C’est en tout cas la belle trouvaille de Gerardo Daniel “Tata” Martino, l’entraîneur argentin passé par le FC Barcelone lors de la saison 2013-2014. Pourtant, peu de connaisseurs du ballon rond auraient osé miser un dollar sur celui qui s’enlisait dans la Botte et traînait son ennui sur le banc des Granata. Mais Josef Martinez, c’est un caractère forgé dans les épreuves de la vie, un parcours qui l’a poussé à se priver d’alimentation afin de pouvoir vivre sa passion, comme il l’a raconté sur The Players’Tribune. Même si le ballon semble enfin rouler dans le bon sens pour le Vénézuélien, le gamin de Valencia, capitale de l’État de Carabobo, sait qu’il n’est pas arrivé au sommet, qu’il n’en est qu’au début de l’écriture d’une partition qu’il espère bien voir devenir une symphonie.

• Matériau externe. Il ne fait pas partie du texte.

//! The message history: a bounded circular log of recent traffic.
//!
//! Keeps the 32 most recent user messages (sent and received, unicast and broadcast) so a node
//! joining late can show recent activity and the host UI can scroll back. Entries are seekable
//! by index-from-newest and filterable by peer or substring.

use crate::packet::NodeAddress;
use crate::time::Instant;
use heapless::Vec;

/// Messages retained in the log.
pub const HISTORY_CAPACITY: usize = 32;

/// Bytes of text retained per message.
pub const HISTORY_TEXT_LEN: usize = 128;

/// Direction of a logged message.
#[derive(Debug, Copy, Clone, PartialEq, Eq)]
pub enum Direction {
    Received,
    Sent,
    BroadcastReceived,
    BroadcastSent,
}

/// One logged message.
#[derive(Debug, Clone)]
pub struct HistoryEntry {
    /// Monotonic per-node entry id.
    pub id: u32,
    pub timestamp: Instant,
    pub source: NodeAddress,
    pub destination: NodeAddress,
    pub direction: Direction,
    pub hop_count: u8,
    pub rssi: i16,
    pub snr: i8,
    text: Vec<u8, HISTORY_TEXT_LEN>,
}

impl HistoryEntry {
    /// The stored message bytes (truncated to [`HISTORY_TEXT_LEN`]).
    pub fn text(&self) -> &[u8] {
        &self.text
    }
}

/// Totals per direction.
#[derive(Debug, Copy, Clone, Default)]
pub struct HistoryStats {
    pub received: u32,
    pub sent: u32,
    pub broadcast_received: u32,
    pub broadcast_sent: u32,
}

/// The circular message log.
pub struct MessageLog {
    entries: Vec<HistoryEntry, HISTORY_CAPACITY>,
    /// Index of the slot the next entry overwrites once the log is full.
    cursor: usize,
    next_id: u32,
    stats: HistoryStats,
}

impl MessageLog {
    pub fn new() -> Self {
        MessageLog {
            entries: Vec::new(),
            cursor: 0,
            next_id: 1,
            stats: HistoryStats::default(),
        }
    }

    /// Appends a message, overwriting the oldest entry when full.
    #[allow(clippy::too_many_arguments)]
    pub fn push(
        &mut self,
        direction: Direction,
        source: NodeAddress,
        destination: NodeAddress,
        text: &[u8],
        hop_count: u8,
        rssi: i16,
        snr: i8,
        now: Instant,
    ) {
        match direction {
            Direction::Received => self.stats.received += 1,
            Direction::Sent => self.stats.sent += 1,
            Direction::BroadcastReceived => self.stats.broadcast_received += 1,
            Direction::BroadcastSent => self.stats.broadcast_sent += 1,
        }

        let stored = &text[..text.len().min(HISTORY_TEXT_LEN)];
        let entry = HistoryEntry {
            id: self.next_id,
            timestamp: now,
            source,
            destination,
            direction,
            hop_count,
            rssi,
            snr,
            text: Vec::from_slice(stored).unwrap_or_default(),
        };
        self.next_id = self.next_id.wrapping_add(1);

        if self.entries.is_full() {
            self.entries[self.cursor] = entry;
            self.cursor = (self.cursor + 1) % HISTORY_CAPACITY;
        } else {
            let _ = self.entries.push(entry);
        }
    }

    /// The `n`th most recent entry (0 = newest).
    pub fn get(&self, index_from_newest: usize) -> Option<&HistoryEntry> {
        if index_from_newest >= self.entries.len() {
            return None;
        }
        let idx = if self.entries.is_full() {
            let newest = (self.cursor + HISTORY_CAPACITY - 1) % HISTORY_CAPACITY;
            (newest + HISTORY_CAPACITY - index_from_newest) % HISTORY_CAPACITY
        } else {
            self.entries.len() - 1 - index_from_newest
        };
        self.entries.get(idx)
    }

    /// Looks an entry up by id.
    pub fn get_by_id(&self, id: u32) -> Option<&HistoryEntry> {
        self.entries.iter().find(|e| e.id == id)
    }

    /// Iterates newest-first.
    pub fn iter(&self) -> impl Iterator<Item = &HistoryEntry> {
        (0..self.entries.len()).filter_map(move |i| self.get(i))
    }

    /// Entries exchanged with `peer` (as source or destination), newest first.
    pub fn from_peer<'a>(
        &'a self,
        peer: NodeAddress,
    ) -> impl Iterator<Item = &'a HistoryEntry> + 'a {
        self.iter()
            .filter(move |e| e.source == peer || e.destination == peer)
    }

    /// Entries whose text contains `needle`, newest first.
    pub fn containing<'a>(&'a self, needle: &'a [u8]) -> impl Iterator<Item = &'a HistoryEntry> + 'a {
        self.iter().filter(move |e| {
            !needle.is_empty()
                && e.text
                    .windows(needle.len())
                    .any(|window| window == needle)
        })
    }

    /// Number of retained entries.
    pub fn len(&self) -> usize {
        self.entries.len()
    }

    pub fn is_empty(&self) -> bool {
        self.entries.is_empty()
    }

    pub fn stats(&self) -> HistoryStats {
        self.stats
    }
}

#[cfg(test)]
mod tests {
    use super::*;

    fn at(ms: u32) -> Instant {
        Instant::from_raw_millis(ms)
    }

    fn push_text(log: &mut MessageLog, n: u32, text: &[u8]) {
        log.push(
            Direction::Received,
            NodeAddress::new(0xB2),
            NodeAddress::new(0xA1),
            text,
            1,
            -80,
            5,
            at(n),
        );
    }

    #[test]
    fn newest_first_seek() {
        let mut log = MessageLog::new();
        push_text(&mut log, 1, b"first");
        push_text(&mut log, 2, b"second");
        push_text(&mut log, 3, b"third");

        assert_eq!(log.get(0).unwrap().text(), b"third");
        assert_eq!(log.get(1).unwrap().text(), b"second");
        assert_eq!(log.get(2).unwrap().text(), b"first");
        assert!(log.get(3).is_none());
    }

    #[test]
    fn wraps_at_capacity() {
        let mut log = MessageLog::new();
        for i in 0..(HISTORY_CAPACITY as u32 + 5) {
            let mut text = std::vec::Vec::from(&b"msg "[..]);
            text.extend_from_slice(i.to_string().as_bytes());
            push_text(&mut log, i, &text);
        }

        assert_eq!(log.len(), HISTORY_CAPACITY);
        // Newest is the last pushed, oldest five fell off.
        assert_eq!(log.get(0).unwrap().text(), b"msg 36");
        let oldest = log.get(HISTORY_CAPACITY - 1).unwrap();
        assert_eq!(oldest.text(), b"msg 5");
    }

    #[test]
    fn filter_by_peer() {
        let mut log = MessageLog::new();
        push_text(&mut log, 1, b"from b2");
        log.push(
            Direction::Sent,
            NodeAddress::new(0xA1),
            NodeAddress::new(0xC3),
            b"to c3",
            0,
            0,
            0,
            at(2),
        );

        let with_b2: std::vec::Vec<_> = log.from_peer(NodeAddress::new(0xB2)).collect();
        assert_eq!(with_b2.len(), 1);
        assert_eq!(with_b2[0].text(), b"from b2");

        let with_c3: std::vec::Vec<_> = log.from_peer(NodeAddress::new(0xC3)).collect();
        assert_eq!(with_c3.len(), 1);
    }

    #[test]
    fn filter_by_substring() {
        let mut log = MessageLog::new();
        push_text(&mut log, 1, b"meet at ridge");
        push_text(&mut log, 2, b"weather update");
        push_text(&mut log, 3, b"ridge trail closed");

        let hits: std::vec::Vec<_> = log.containing(b"ridge").collect();
        assert_eq!(hits.len(), 2);
        assert_eq!(hits[0].text(), b"ridge trail closed");
        assert_eq!(hits[1].text(), b"meet at ridge");

        assert_eq!(log.containing(b"").count(), 0);
    }

    #[test]
    fn long_text_is_truncated() {
        let mut log = MessageLog::new();
        let long = [b'x'; HISTORY_TEXT_LEN + 50];
        push_text(&mut log, 1, &long);
        assert_eq!(log.get(0).unwrap().text().len(), HISTORY_TEXT_LEN);
    }
}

Mais avant de se projeter sur son avenir, Josef Martinez ne pense qu’à une chose : remporter la MLS Cup ce samedi face au Portland de l’ancien Anderlechtois Samuel Armenteros. Il écrirait ainsi l’histoire d’Atlanta United qui n’en est qu’à sa deuxième saison au sein d’un championnat regroupant, mine de rien, 23 franchises. Le tout dans une couverture qu’il connaît bien puisque c’est à Atlanta, dans l’État de Géorgie, dans son stade fétiche que la finale se disputera : le Mercedes-Benz Stadium, dont la construction aura coûté 1,6 milliard de dollars.
Josef Martinez pourra non seulement compter sur le soutien de tous ses supporters amassés dans un stade qui peut contenir plus de 72.000 places. Mais des yeux bienveillants le surveilleront certainement, histoire de le corriger par après et de lui remettre les idées en place, si le besoin s’en faisait sentir. José, son grand-père, puisque c’est de lui qu’il s’agit, s’est occupé de Josef depuis sa plus tendre enfance en compagnie de sa femme. Les parents du futur goleador étaient en effet absorbés par leur travail. “Ma mère travaillait dans une épicerie de proximité : La Bodega de la Señora Andrea”, s’est souvenu Martinez pour The Players’Tribune. “Tout le quartier passait par là. Je me souviens encore de la musique, sortant de la radio, qui assurait l’ambiance en fond sonore.”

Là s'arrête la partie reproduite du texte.